As we southerners endure the loss of lives, homes, and livelihoods, and as the enemy proudly documents his massacres and violations, the Lebanese state continues down the path of negotiating with him. What is the meaning of negotiations when our villages are being destroyed and as bombs are raining down on us? What is the meaning of peace when our remains are still missing? How will we negotiate with the one who continues to booby-trap our homes to detonate them? How can security be discussed at the negotiating table, when it is stolen from our bedrooms? What ceasefire when the enemy occupies our border villages?
All that’s Left is This Small Bag
We always used to say, “We will return for the things that don’t fit in the bag.” Until we lost those things. Our houses have been destroyed, along with the trees we raised from branches: carob, silver poplar, oleander, mulberry, almond, fig, and olive.

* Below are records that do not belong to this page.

//! Static table definitions and DDL rendering.
//!
//! # Responsibility
//! - Declare the `planets`, `scientists` and `missions` tables as data.
//! - Render `CREATE TABLE` / `CREATE INDEX` statements with conventional
//!   constraint names.
//!
//! # Invariants
//! - Tables are listed parents first so foreign keys always resolve.
//! - Every foreign key cascades deletes from the referred row.

use crate::db::naming::{ConstraintKind, ConstraintTarget, NamingConvention};
use crate::db::DbResult;

#[derive(Debug, Clone, Copy, PartialEq, Eq)]
pub struct ColumnDef {
    pub name: &'static str,
    pub sql_type: &'static str,
    pub not_null: bool,
}

#[derive(Debug, Clone, Copy, PartialEq, Eq)]
pub struct ForeignKeyDef {
    pub column: &'static str,
    pub referred_table: &'static str,
    pub referred_column: &'static str,
}

#[derive(Debug, Clone, Copy, PartialEq, Eq)]
pub struct CheckDef {
    /// Short name fed to the `constraint_name` template token.
    pub name: &'static str,
    pub expression: &'static str,
}

#[derive(Debug, Clone, Copy, PartialEq, Eq)]
pub struct TableDef {
    pub name: &'static str,
    pub primary_key: &'static str,
    pub columns: &'static [ColumnDef],
    pub foreign_keys: &'static [ForeignKeyDef],
    pub checks: &'static [CheckDef],
    /// Single-column indexes, one per listed column.
    pub indexes: &'static [&'static str],
}

impl TableDef {
    pub fn column_names(&self) -> impl Iterator<Item = &'static str> + '_ {
        self.columns.iter().map(|column| column.name)
    }
}

const fn column(name: &'static str, sql_type: &'static str, not_null: bool) -> ColumnDef {
    ColumnDef {
        name,
        sql_type,
        not_null,
    }
}

pub static PLANETS: TableDef = TableDef {
    name: "planets",
    primary_key: "id",
    columns: &[
        column("id", "INTEGER", true),
        column("name", "TEXT", false),
        column("distance_from_earth", "INTEGER", false),
        column("nearest_star", "TEXT", false),
    ],
    foreign_keys: &[],
    checks: &[],
    indexes: &[],
};

pub static SCIENTISTS: TableDef = TableDef {
    name: "scientists",
    primary_key: "id",
    columns: &[
        column("id", "INTEGER", true),
        column("name", "TEXT", true),
        column("field_of_study", "TEXT", true),
    ],
    foreign_keys: &[],
    checks: &[
        CheckDef {
            name: "name_not_empty",
            expression: "length(name) > 0",
        },
        CheckDef {
            name: "field_of_study_not_empty",
            expression: "length(field_of_study) > 0",
        },
    ],
    indexes: &[],
};

pub static MISSIONS: TableDef = TableDef {
    name: "missions",
    primary_key: "id",
    columns: &[
        column("id", "INTEGER", true),
        column("name", "TEXT", true),
        column("planet_id", "INTEGER", true),
        column("scientist_id", "INTEGER", true),
    ],
    foreign_keys: &[
        ForeignKeyDef {
            column: "planet_id",
            referred_table: "planets",
            referred_column: "id",
        },
        ForeignKeyDef {
            column: "scientist_id",
            referred_table: "scientists",
            referred_column: "id",
        },
    ],
    checks: &[CheckDef {
        name: "name_not_empty",
        expression: "length(name) > 0",
    }],
    indexes: &["planet_id", "scientist_id"],
};

/// All tables, parents before children.
pub static TABLES: &[&TableDef] = &[&PLANETS, &SCIENTISTS, &MISSIONS];

/// Renders `CREATE TABLE` plus its `CREATE INDEX` statements.
pub fn render_table(table: &TableDef, convention: &NamingConvention) -> DbResult<String> {
    let mut lines: Vec<String> = table
        .columns
        .iter()
        .map(|column| {
            if column.not_null {
                format!("    {} {} NOT NULL", column.name, column.sql_type)
            } else {
                format!("    {} {}", column.name, column.sql_type)
            }
        })
        .collect();

    let pk_name = convention.render(
        ConstraintKind::PrimaryKey,
        &ConstraintTarget {
            table_name: table.name,
            column_0_name: Some(table.primary_key),
            ..ConstraintTarget::default()
        },
    )?;
    lines.push(format!(
        "    CONSTRAINT {pk_name} PRIMARY KEY ({})",
        table.primary_key
    ));

    for check in table.checks {
        let ck_name = convention.render(
            ConstraintKind::Check,
            &ConstraintTarget {
                table_name: table.name,
                constraint_name: Some(check.name),
                ..ConstraintTarget::default()
            },
        )?;
        lines.push(format!("    CONSTRAINT {ck_name} CHECK ({})", check.expression));
    }

    for fk in table.foreign_keys {
        let fk_name = convention.render(
            ConstraintKind::ForeignKey,
            &ConstraintTarget {
                table_name: table.name,
                column_0_name: Some(fk.column),
                referred_table_name: Some(fk.referred_table),
                constraint_name: None,
            },
        )?;
        lines.push(format!(
            "    CONSTRAINT {fk_name} FOREIGN KEY ({}) REFERENCES {} ({}) ON DELETE CASCADE",
            fk.column, fk.referred_table, fk.referred_column
        ));
    }

    let mut sql = format!("CREATE TABLE {} (\n{}\n);\n", table.name, lines.join(",\n"));

    for index_column in table.indexes {
        let ix_name = convention.render(
            ConstraintKind::Index,
            &ConstraintTarget {
                table_name: table.name,
                column_0_name: Some(*index_column),
                ..ConstraintTarget::default()
            },
        )?;
        sql.push_str(&format!(
            "CREATE INDEX {ix_name} ON {} ({index_column});\n",
            table.name
        ));
    }

    Ok(sql)
}

/// Renders DDL for every table in dependency order.
pub fn render_schema(convention: &NamingConvention) -> DbResult<String> {
    let mut sql = String::new();
    for table in TABLES {
        sql.push_str(&render_table(table, convention)?);
    }
    Ok(sql)
}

Their systematic entry into the place and its destruction is an attempt to reshape our collective memory — the images of these places in our minds — and to rearrange the pieces to fit their own vision and ambitions.
They would have us abandon any hope of return and fall for the idea that nothing remains for us in our distant villages. Even though it is difficult to restore our memory like we rehabilitate and rebuild our houses — and even though it is hard to forget that they entered our homes and staged their narrative from within — it is still possible.
Restoring our memory will simply require more time and deep faith that these roots cannot be torn out, that our will cannot be snatched from us. Suitcases may change, but the idea never will.